__ASSIGNMENT__.
Match on the string "usize" in the entries below and return every matching line.

** STORED DATA follows **

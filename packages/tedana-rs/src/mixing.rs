use crate::error::{Result, TedanaError};
use crate::metrics::{format_value, MetricsTable};
use crate::types::{component_index, component_label, Classification};
use nalgebra::DMatrix;
use std::collections::BTreeMap;
use std::path::Path;

/// Least-squares cutoff for singular values during orthogonalization
const SVD_EPS: f64 = 1e-12;

/// ICA mixing matrix [timepoints × components] with one label per column
#[derive(Debug, Clone, PartialEq)]
pub struct MixingMatrix {
    labels: Vec<String>,
    data: DMatrix<f64>,
}

impl MixingMatrix {
    pub fn new(labels: Vec<String>, data: DMatrix<f64>) -> Result<Self> {
        if labels.len() != data.ncols() {
            return Err(TedanaError::ComponentMismatch(format!(
                "{} labels for {} mixing columns",
                labels.len(),
                data.ncols()
            )));
        }
        Ok(Self { labels, data })
    }

    /// Build with canonical `ICA_NN` labels.
    pub fn from_matrix(data: DMatrix<f64>) -> Self {
        let labels = (0..data.ncols()).map(component_label).collect();
        Self { labels, data }
    }

    pub fn labels(&self) -> &[String] {
        &self.labels
    }

    pub fn data(&self) -> &DMatrix<f64> {
        &self.data
    }

    pub fn n_timepoints(&self) -> usize {
        self.data.nrows()
    }

    pub fn n_components(&self) -> usize {
        self.data.ncols()
    }

    /// Column position keyed by component index
    fn column_positions(&self) -> Result<BTreeMap<usize, usize>> {
        let mut positions = BTreeMap::new();
        for (col, label) in self.labels.iter().enumerate() {
            let index = component_index(label).ok_or_else(|| {
                TedanaError::ComponentMismatch(format!("invalid mixing column label '{}'", label))
            })?;
            if positions.insert(index, col).is_some() {
                return Err(TedanaError::DuplicateComponent(index));
            }
        }
        Ok(positions)
    }

    /// Every mixing column must map to exactly one table component and vice versa.
    pub fn check_against(&self, table: &MetricsTable) -> Result<()> {
        let positions = self.column_positions()?;
        let not_in_table: Vec<usize> = table.missing_indices(positions.keys());
        if !not_in_table.is_empty() {
            return Err(TedanaError::ComponentMismatch(format!(
                "mixing components {:?} are missing from the component table",
                not_in_table
            )));
        }
        let not_in_mixing: Vec<usize> = table
            .indices()
            .into_iter()
            .filter(|i| !positions.contains_key(i))
            .collect();
        if !not_in_mixing.is_empty() {
            return Err(TedanaError::ComponentMismatch(format!(
                "table components {:?} have no mixing column",
                not_in_mixing
            )));
        }
        Ok(())
    }

    /// Regress the kept (accepted/ignored) time series out of the rejected ones.
    ///
    /// Returns the matrix unchanged when either group is empty.
    pub fn orthogonalize(&self, table: &MetricsTable) -> Result<MixingMatrix> {
        self.check_against(table)?;
        let positions = self.column_positions()?;

        let kept: Vec<usize> = table
            .iter()
            .filter(|c| c.classification.is_kept())
            .map(|c| positions[&c.index])
            .collect();
        let rejected: Vec<usize> = table
            .iter()
            .filter(|c| c.classification == Classification::Rejected)
            .map(|c| positions[&c.index])
            .collect();

        if kept.is_empty() || rejected.is_empty() {
            log::info!("Nothing to orthogonalize: {} kept, {} rejected", kept.len(), rejected.len());
            return Ok(self.clone());
        }

        let n_time = self.n_timepoints();
        let kept_ts = DMatrix::from_fn(n_time, kept.len(), |i, j| self.data[(i, kept[j])]);
        let rejected_ts = DMatrix::from_fn(n_time, rejected.len(), |i, j| self.data[(i, rejected[j])]);

        let betas = kept_ts
            .clone()
            .svd(true, true)
            .solve(&rejected_ts, SVD_EPS)
            .map_err(|e| TedanaError::InvalidParameter(format!("least squares failed: {}", e)))?;
        let residuals = &rejected_ts - &kept_ts * betas;

        let mut data = self.data.clone();
        for (j, &col) in rejected.iter().enumerate() {
            data.set_column(col, &residuals.column(j));
        }

        log::info!(
            "Orthogonalized {} rejected components against {} kept components",
            rejected.len(),
            kept.len()
        );
        Ok(Self {
            labels: self.labels.clone(),
            data,
        })
    }

    pub fn read_tsv<P: AsRef<Path>>(path: P) -> Result<Self> {
        let path = path.as_ref();
        let text = std::fs::read_to_string(path).map_err(TedanaError::read_file(path))?;
        let mixing = Self::parse_tsv(&text, path)?;
        log::info!(
            "Loaded mixing matrix {} timepoints × {} components from {}",
            mixing.n_timepoints(),
            mixing.n_components(),
            path.display()
        );
        Ok(mixing)
    }

    /// Parse a TSV mixing matrix; the label header is optional.
    pub fn parse_tsv(text: &str, source: &Path) -> Result<Self> {
        let mut reader = csv::ReaderBuilder::new()
            .delimiter(b'\t')
            .has_headers(false)
            .from_reader(text.as_bytes());

        let mut labels: Option<Vec<String>> = None;
        let mut values: Vec<f64> = Vec::new();
        let mut n_rows = 0;
        let mut n_cols = 0;

        for (row, record) in reader.records().enumerate() {
            let record = record.map_err(TedanaError::csv_file(source))?;
            let cells: Vec<&str> = record.iter().map(str::trim).collect();
            if row == 0 && cells.iter().any(|c| c.parse::<f64>().is_err()) {
                labels = Some(cells.iter().map(|c| c.to_string()).collect());
                n_cols = cells.len();
                continue;
            }
            if n_cols == 0 {
                n_cols = cells.len();
            }
            for cell in cells {
                let value = cell.parse::<f64>().map_err(|_| TedanaError::TableParse {
                    path: source.to_path_buf(),
                    line: row + 1,
                    message: format!("non-numeric mixing value '{}'", cell),
                })?;
                values.push(value);
            }
            n_rows += 1;
        }

        if n_cols == 0 {
            return Err(TedanaError::TableParse {
                path: source.to_path_buf(),
                line: 1,
                message: "empty mixing matrix".to_string(),
            });
        }

        let data = DMatrix::from_row_slice(n_rows, n_cols, &values);
        match labels {
            Some(labels) => Self::new(labels, data),
            None => Ok(Self::from_matrix(data)),
        }
    }

    pub fn to_tsv_bytes(&self) -> Result<Vec<u8>> {
        let mut writer = csv::WriterBuilder::new()
            .delimiter(b'\t')
            .from_writer(Vec::new());
        writer.write_record(&self.labels)?;
        for row in self.data.row_iter() {
            writer.write_record(row.iter().map(|v| format_value(*v)))?;
        }
        writer
            .into_inner()
            .map_err(|e| TedanaError::IoError(e.into_error()))
    }
}

#[cfg(test)]
mod tests {
    use super::*;
    use crate::metrics::Component;

    fn table_with(classes: &[Classification]) -> MetricsTable {
        let mut table = MetricsTable::new(vec!["kappa".to_string()]);
        for (i, class) in classes.iter().enumerate() {
            let mut c = Component::new(i, component_label(i)).with_metric("kappa", 1.0);
            c.classification = *class;
            table.insert(c).unwrap();
        }
        table
    }

    #[test]
    fn test_parse_with_header() {
        let text = "ICA_00\tICA_01\n1.0\t2.0\n3.0\t4.0\n5.0\t6.0\n";
        let mixing = MixingMatrix::parse_tsv(text, Path::new("m.tsv")).unwrap();
        assert_eq!(mixing.n_timepoints(), 3);
        assert_eq!(mixing.n_components(), 2);
        assert_eq!(mixing.data()[(2, 1)], 6.0);
        assert_eq!(mixing.labels(), &["ICA_00", "ICA_01"]);
    }

    #[test]
    fn test_parse_without_header() {
        let text = "1\t2\t3\n4\t5\t6\n";
        let mixing = MixingMatrix::parse_tsv(text, Path::new("m.tsv")).unwrap();
        assert_eq!(mixing.n_components(), 3);
        assert_eq!(mixing.labels()[2], "ICA_02");
    }

    #[test]
    fn test_write_then_read() {
        let mixing = MixingMatrix::from_matrix(DMatrix::from_row_slice(2, 2, &[0.5, -1.25, 3.0, 4.0]));
        let bytes = mixing.to_tsv_bytes().unwrap();
        let text = String::from_utf8(bytes).unwrap();
        let reread = MixingMatrix::parse_tsv(&text, Path::new("m.tsv")).unwrap();
        assert_eq!(reread, mixing);
    }

    #[test]
    fn test_check_against_table() {
        let mixing = MixingMatrix::from_matrix(DMatrix::zeros(4, 2));
        let table = table_with(&[Classification::Accepted, Classification::Rejected]);
        assert!(mixing.check_against(&table).is_ok());

        let bigger = table_with(&[
            Classification::Accepted,
            Classification::Rejected,
            Classification::Rejected,
        ]);
        let err = mixing.check_against(&bigger).unwrap_err();
        assert!(err.to_string().contains("[2]"));
    }

    #[test]
    fn test_orthogonalize_removes_kept_signal() {
        // Column 1 is column 0 scaled plus an orthogonal residual.
        let data = DMatrix::from_row_slice(
            4,
            2,
            &[1.0, 2.0 + 1.0, -1.0, -2.0 + 1.0, 1.0, 2.0 - 1.0, -1.0, -2.0 - 1.0],
        );
        let mixing = MixingMatrix::from_matrix(data);
        let table = table_with(&[Classification::Accepted, Classification::Rejected]);

        let orth = mixing.orthogonalize(&table).unwrap();
        let kept = orth.data().column(0).clone_owned();
        let rejected = orth.data().column(1).clone_owned();
        assert_eq!(kept, mixing.data().column(0).clone_owned());
        assert!(kept.dot(&rejected).abs() < 1e-9);
        assert!((rejected[0] - 1.0).abs() < 1e-9);
        assert!((rejected[2] + 1.0).abs() < 1e-9);
    }

    #[test]
    fn test_orthogonalize_noop_without_rejected() {
        let mixing = MixingMatrix::from_matrix(DMatrix::from_row_slice(2, 2, &[1.0, 2.0, 3.0, 4.0]));
        let table = table_with(&[Classification::Accepted, Classification::Ignored]);
        assert_eq!(mixing.orthogonalize(&table).unwrap(), mixing);
    }

    #[test]
    fn test_missing_mixing_names_the_file() {
        let err = MixingMatrix::read_tsv("/nonexistent/desc-ICA_mixing.tsv").unwrap_err();
        assert!(err.to_string().contains("/nonexistent/desc-ICA_mixing.tsv"));
    }
}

** End of STORED DATA **

__WRITTEN SOLUTION__.
    pub fn n_timepoints(&self) -> usize {
    pub fn n_components(&self) -> usize {
    fn column_positions(&self) -> Result<BTreeMap<usize, usize>> {
        let not_in_table: Vec<usize> = table.missing_indices(positions.keys());
        let not_in_mixing: Vec<usize> = table
        let kept: Vec<usize> = table
        let rejected: Vec<usize> = table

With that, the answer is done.